During a stay with a friend’s family in Provence this summer, we learned first-hand how to make pesto like an Italian grandmother. Unlike the Italians, our French friends prefer their pesto without “pignoli”, what the Italians called pine nuts, but that could be why this was hands down the best pesto we’ve ever had. If you’ve ever had authentic home made pesto in Provence you know that pesto in North America really isn’t the same thing. One difference is the absence of nuts as a base, but another reason is the preference for hand chopping the ingredients which allows for definition of the mixed ingredients. While pesto could be made in a few minutes with an electric blender or food processor, the result is an emulsified creamy paste. It is well worth the 20 – 30 minutes it could take to chop the ingredients by hand. A mortar and pestle is recommended but if you don’t have one, a mezzaluna or sharp knife will do. In the typical Mediterranean style there is no official recipe, but here is a guideline.
6 cloves garlic, crushed with a garlic press or finely minced
2 large bunches of basil, about 2 cups loosely chopped give or take
¼ cup olive oil
1 tsp salt
Fresh grated parmesan or pecorino cheese
Fresh cilantro, parsley, mint, sage
Crushed walnuts or almonds
- Using a mortar and pestle, mix crushed garlic with salt into a paste.

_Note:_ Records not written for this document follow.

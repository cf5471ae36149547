use chrono::{DateTime, Utc};
use serde::{Deserialize, Serialize};

use super::expandable::HasId;

/// Customer fields owned by the payment provider.
#[derive(Debug, Clone, PartialEq, Serialize, Deserialize)]
pub struct CustomerAttributes {
    pub id: String,
    #[serde(default)]
    pub email: Option<String>,
    #[serde(with = "chrono::serde::ts_seconds")]
    pub created: DateTime<Utc>,
}

impl HasId for CustomerAttributes {
    fn id(&self) -> &str {
        &self.id
    }
}

/// A provider customer plus the jurisdiction we track locally.
#[derive(Debug, Clone, PartialEq)]
pub struct Customer {
    attrs: CustomerAttributes,
    jurisdiction: Option<String>,
}

impl Customer {
    pub fn new(attrs: CustomerAttributes) -> Self {
        Self {
            attrs,
            jurisdiction: None,
        }
    }

    pub fn with_jurisdiction(mut self, jurisdiction: Option<String>) -> Self {
        self.jurisdiction = jurisdiction;
        self
    }

    pub fn id(&self) -> &str {
        &self.attrs.id
    }

    pub fn email(&self) -> &str {
        self.attrs.email.as_deref().unwrap_or_default()
    }

    pub fn created_at(&self) -> DateTime<Utc> {
        self.attrs.created
    }

    pub fn jurisdiction(&self) -> Option<&str> {
        self.jurisdiction.as_deref()
    }

    pub fn set_jurisdiction(&mut self, jurisdiction: Option<String>) {
        self.jurisdiction = jurisdiction;
    }

    pub fn attributes(&self) -> &CustomerAttributes {
        &self.attrs
    }

    /// Replace the provider-owned half after a remote round trip, keeping
    /// the local jurisdiction.
    pub fn refresh(&mut self, attrs: CustomerAttributes) {
        self.attrs = attrs;
    }
}
use async_trait::async_trait;

use crate::{
    app_error::AppResult,
    domain::entities::{
        customer::CustomerAttributes,
        invoice::InvoiceAttributes,
        payment_method::PaymentMethodAttributes,
        price::{Price, Product},
        subscription::SubscriptionAttributes,
        tax_rate::TaxRate,
    },
    params::Params,
};

// ============================================================================
// Payment Provider Port - Domain-action based interface
// ============================================================================

/// Payment provider port - abstracts the remote resource API.
///
/// Every call is a single remote round trip (two for `retrieve_price` when the
/// adapter expands the product). Nothing here retries; failures surface as
/// `Transport` or `Provider` errors.
#[async_trait]
pub trait PaymentProviderPort: Send + Sync {
    // ========================================================================
    // Customers
    // ========================================================================

    async fn create_customer(&self, params: &Params) -> AppResult<CustomerAttributes>;

    async fn update_customer(
        &self,
        customer_id: &str,
        params: &Params,
    ) -> AppResult<CustomerAttributes>;

    // ========================================================================
    // Payment methods
    // ========================================================================

    async fn retrieve_payment_method(
        &self,
        payment_method_id: &str,
    ) -> AppResult<PaymentMethodAttributes>;

    async fn attach_payment_method(
        &self,
        payment_method_id: &str,
        customer_id: &str,
    ) -> AppResult<PaymentMethodAttributes>;

    async fn detach_payment_method(
        &self,
        payment_method_id: &str,
    ) -> AppResult<PaymentMethodAttributes>;

    // ========================================================================
    // Subscriptions & invoices
    // ========================================================================

    /// Create a subscription. Callers pass `expand` in `params` when they
    /// need the latest invoice inline.
    async fn create_subscription(&self, params: &Params) -> AppResult<SubscriptionAttributes>;

    async fn update_subscription(
        &self,
        subscription_id: &str,
        params: &Params,
    ) -> AppResult<SubscriptionAttributes>;

    /// Preview of the next invoice the provider would issue for the customer.
    async fn upcoming_invoice(&self, customer_id: &str) -> AppResult<InvoiceAttributes>;

    // ========================================================================
    // Reference data
    // ========================================================================

    async fn retrieve_tax_rate(&self, tax_rate_id: &str) -> AppResult<TaxRate>;

    /// Retrieve a price with its product expanded.
    async fn retrieve_price(&self, price_id: &str) -> AppResult<Price>;

    async fn retrieve_product(&self, product_id: &str) -> AppResult<Product>;
}
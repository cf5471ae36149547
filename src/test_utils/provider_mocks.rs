//! Scriptable in-memory payment provider.

use std::collections::{HashMap, HashSet};
use std::sync::Mutex;
use std::sync::atomic::{AtomicUsize, Ordering};
use std::time::Duration;

use async_trait::async_trait;
use chrono::Utc;

use crate::{
    app_error::{AppError, AppResult},
    application::ports::payment_provider::PaymentProviderPort,
    domain::entities::{
        customer::CustomerAttributes,
        expandable::Expandable,
        invoice::{InvoiceAttributes, InvoiceStatus, PaymentIntentAttributes, PaymentIntentStatus},
        payment_method::PaymentMethodAttributes,
        price::{Price, Product},
        subscription::{SubscriptionAttributes, SubscriptionStatus},
        tax_rate::TaxRate,
    },
    params::{ParamValue, Params},
    test_utils::{create_test_price, create_test_tax_rate, test_card_attributes, test_datetime},
};

fn param_str(params: &Params, key: &str) -> Option<String> {
    match params.get(key) {
        Some(ParamValue::Str(s)) => Some(s.clone()),
        _ => None,
    }
}

fn not_found(id: &str) -> AppError {
    AppError::Provider {
        status: 404,
        message: format!("No such resource: '{}'", id),
        kind: "invalid_request_error".to_string(),
    }
}

/// Fake provider that answers from memory and counts every call.
///
/// Reference lookups for ids in `failing_ids` fail with a 404 provider error;
/// so do attach calls for failing payment method ids.
#[derive(Default)]
pub struct FakePaymentProvider {
    pub intent_status: Mutex<Option<PaymentIntentStatus>>,
    pub failing_ids: Mutex<HashSet<String>>,
    pub tax_rates: Mutex<HashMap<String, TaxRate>>,
    pub subscriptions: Mutex<HashMap<String, SubscriptionAttributes>>,
    pub subscription_params: Mutex<Vec<Params>>,
    pub fetch_delay: Mutex<Option<Duration>>,

    pub create_customer_calls: AtomicUsize,
    pub update_customer_calls: AtomicUsize,
    pub attach_calls: AtomicUsize,
    pub detach_calls: AtomicUsize,
    pub create_subscription_calls: AtomicUsize,
    pub update_subscription_calls: AtomicUsize,
    pub reference_calls: AtomicUsize,

    in_flight: AtomicUsize,
    pub peak_in_flight: AtomicUsize,
}

impl FakePaymentProvider {
    pub fn new() -> Self {
        Self::default()
    }

    /// Payment intent status reported on new subscriptions (default `succeeded`).
    pub fn with_intent_status(self, status: PaymentIntentStatus) -> Self {
        *self.intent_status.lock().unwrap() = Some(status);
        self
    }

    pub fn with_failing_ids(self, ids: &[&str]) -> Self {
        self.failing_ids
            .lock()
            .unwrap()
            .extend(ids.iter().map(|id| id.to_string()));
        self
    }

    pub fn with_tax_rate(self, rate: TaxRate) -> Self {
        self.tax_rates.lock().unwrap().insert(rate.id.clone(), rate);
        self
    }

    pub fn with_fetch_delay(self, delay: Duration) -> Self {
        *self.fetch_delay.lock().unwrap() = Some(delay);
        self
    }

    pub fn with_subscription(self, attrs: SubscriptionAttributes) -> Self {
        self.subscriptions
            .lock()
            .unwrap()
            .insert(attrs.id.clone(), attrs);
        self
    }

    pub fn calls(counter: &AtomicUsize) -> usize {
        counter.load(Ordering::SeqCst)
    }

    fn fails(&self, id: &str) -> bool {
        self.failing_ids.lock().unwrap().contains(id)
    }

    async fn reference_fetch(&self, id: &str) -> AppResult<()> {
        self.reference_calls.fetch_add(1, Ordering::SeqCst);
        let now = self.in_flight.fetch_add(1, Ordering::SeqCst) + 1;
        self.peak_in_flight.fetch_max(now, Ordering::SeqCst);

        let delay = *self.fetch_delay.lock().unwrap();
        if let Some(delay) = delay {
            tokio::time::sleep(delay).await;
        }

        self.in_flight.fetch_sub(1, Ordering::SeqCst);
        if self.fails(id) {
            return Err(not_found(id));
        }
        Ok(())
    }
}

#[async_trait]
impl PaymentProviderPort for FakePaymentProvider {
    async fn create_customer(&self, params: &Params) -> AppResult<CustomerAttributes> {
        let n = self.create_customer_calls.fetch_add(1, Ordering::SeqCst);
        Ok(CustomerAttributes {
            id: format!("cus_fake_{}", n),
            email: param_str(params, "email"),
            created: Utc::now(),
        })
    }

    async fn update_customer(
        &self,
        customer_id: &str,
        params: &Params,
    ) -> AppResult<CustomerAttributes> {
        self.update_customer_calls.fetch_add(1, Ordering::SeqCst);
        Ok(CustomerAttributes {
            id: customer_id.to_string(),
            email: param_str(params, "email").or_else(|| Some("customer@example.com".into())),
            created: test_datetime(),
        })
    }

    async fn retrieve_payment_method(
        &self,
        payment_method_id: &str,
    ) -> AppResult<PaymentMethodAttributes> {
        if self.fails(payment_method_id) {
            return Err(not_found(payment_method_id));
        }
        Ok(test_card_attributes(payment_method_id, None))
    }

    async fn attach_payment_method(
        &self,
        payment_method_id: &str,
        customer_id: &str,
    ) -> AppResult<PaymentMethodAttributes> {
        self.attach_calls.fetch_add(1, Ordering::SeqCst);
        if self.fails(payment_method_id) {
            return Err(not_found(payment_method_id));
        }
        Ok(test_card_attributes(payment_method_id, Some(customer_id)))
    }

    async fn detach_payment_method(
        &self,
        payment_method_id: &str,
    ) -> AppResult<PaymentMethodAttributes> {
        self.detach_calls.fetch_add(1, Ordering::SeqCst);
        Ok(test_card_attributes(payment_method_id, None))
    }

    async fn create_subscription(&self, params: &Params) -> AppResult<SubscriptionAttributes> {
        let n = self.create_subscription_calls.fetch_add(1, Ordering::SeqCst);
        self.subscription_params.lock().unwrap().push(params.clone());

        let customer = param_str(params, "customer")
            .ok_or_else(|| AppError::InvalidInput("customer is required".into()))?;
        let intent_status = self
            .intent_status
            .lock()
            .unwrap()
            .clone()
            .unwrap_or(PaymentIntentStatus::Succeeded);
        let status = if intent_status.is_settling() {
            SubscriptionStatus::Active
        } else {
            SubscriptionStatus::Incomplete
        };

        let now = Utc::now();
        let attrs = SubscriptionAttributes {
            id: format!("sub_fake_{}", n),
            customer: customer.clone(),
            status,
            start_date: now,
            current_period_end: Some(now + chrono::Duration::days(30)),
            cancel_at_period_end: false,
            latest_invoice: Some(Expandable::Object(Box::new(InvoiceAttributes {
                id: format!("in_fake_{}", n),
                customer,
                number: Some(format!("FAKE-{:04}", n)),
                amount_due: 2000,
                status: Some(if status == SubscriptionStatus::Active {
                    InvoiceStatus::Paid
                } else {
                    InvoiceStatus::Open
                }),
                created: now,
                payment_intent: Some(Expandable::Object(Box::new(PaymentIntentAttributes {
                    id: format!("pi_fake_{}", n),
                    status: intent_status,
                }))),
            }))),
        };
        self.subscriptions
            .lock()
            .unwrap()
            .insert(attrs.id.clone(), attrs.clone());
        Ok(attrs)
    }

    async fn update_subscription(
        &self,
        subscription_id: &str,
        params: &Params,
    ) -> AppResult<SubscriptionAttributes> {
        self.update_subscription_calls.fetch_add(1, Ordering::SeqCst);
        let mut subscriptions = self.subscriptions.lock().unwrap();
        let attrs = subscriptions
            .get_mut(subscription_id)
            .ok_or_else(|| not_found(subscription_id))?;
        if let Some(ParamValue::Bool(cancel)) = params.get("cancel_at_period_end") {
            attrs.cancel_at_period_end = *cancel;
        }
        Ok(attrs.clone())
    }

    async fn upcoming_invoice(&self, customer_id: &str) -> AppResult<InvoiceAttributes> {
        Ok(InvoiceAttributes {
            id: String::new(),
            customer: customer_id.to_string(),
            number: None,
            amount_due: 2000,
            status: Some(InvoiceStatus::Draft),
            created: Utc::now(),
            payment_intent: None,
        })
    }

    async fn retrieve_tax_rate(&self, tax_rate_id: &str) -> AppResult<TaxRate> {
        self.reference_fetch(tax_rate_id).await?;
        if let Some(rate) = self.tax_rates.lock().unwrap().get(tax_rate_id) {
            return Ok(rate.clone());
        }
        Ok(create_test_tax_rate(|r| {
            r.id = tax_rate_id.to_string();
            r.jurisdiction = Some(format!("J-{}", tax_rate_id));
        }))
    }

    async fn retrieve_price(&self, price_id: &str) -> AppResult<Price> {
        self.reference_fetch(price_id).await?;
        Ok(create_test_price(|p| {
            p.id = price_id.to_string();
            p.product = Expandable::Object(Box::new(Product {
                id: format!("prod_{}", price_id),
                name: format!("Product for {}", price_id),
                description: None,
                active: true,
            }));
        }))
    }

    async fn retrieve_product(&self, product_id: &str) -> AppResult<Product> {
        self.reference_fetch(product_id).await?;
        Ok(Product {
            id: product_id.to_string(),
            name: "Pro".to_string(),
            description: None,
            active: true,
        })
    }
}
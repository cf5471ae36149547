use thiserror::Error;

/// Infrastructure errors that can occur during application startup.
///
/// Display messages are safe for logs. Debug output includes the #[source]
/// chain, which may contain the connection string; log with `%e`, not `?e`.
#[derive(Error, Debug)]
pub enum InfraError {
    #[error("Database connection failed. Check DATABASE_URL and ensure the database is running.")]
    DatabaseConnection(#[source] sqlx::Error),

    #[error("Database migration failed")]
    Migration(#[source] sqlx::migrate::MigrateError),

    #[error("HTTP client initialization failed")]
    HttpClient(#[source] reqwest::Error),

    #[error("Reference data could not be loaded from {path}")]
    ReferenceFile {
        path: String,
        #[source]
        source: crate::app_error::AppError,
    },
}

impl From<sqlx::Error> for InfraError {
    fn from(e: sqlx::Error) -> Self {
        InfraError::DatabaseConnection(e)
    }
}

impl From<sqlx::migrate::MigrateError> for InfraError {
    fn from(e: sqlx::migrate::MigrateError) -> Self {
        InfraError::Migration(e)
    }
}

- Slowly add chopped basil and pound together.
- Slowly add drizzles of olive oil and more of the basil until a thoroughly mixed paste forms.
- Serve over fresh pasta or gnocchi. Add water or more oil for volume as needed. Add fresh grated parmesan or pecorino cheese if desired.
Optional additions: crushed almonds or walnuts; fresh cilantro, Italian parsley, mint or sage, squeeze of fresh lemon.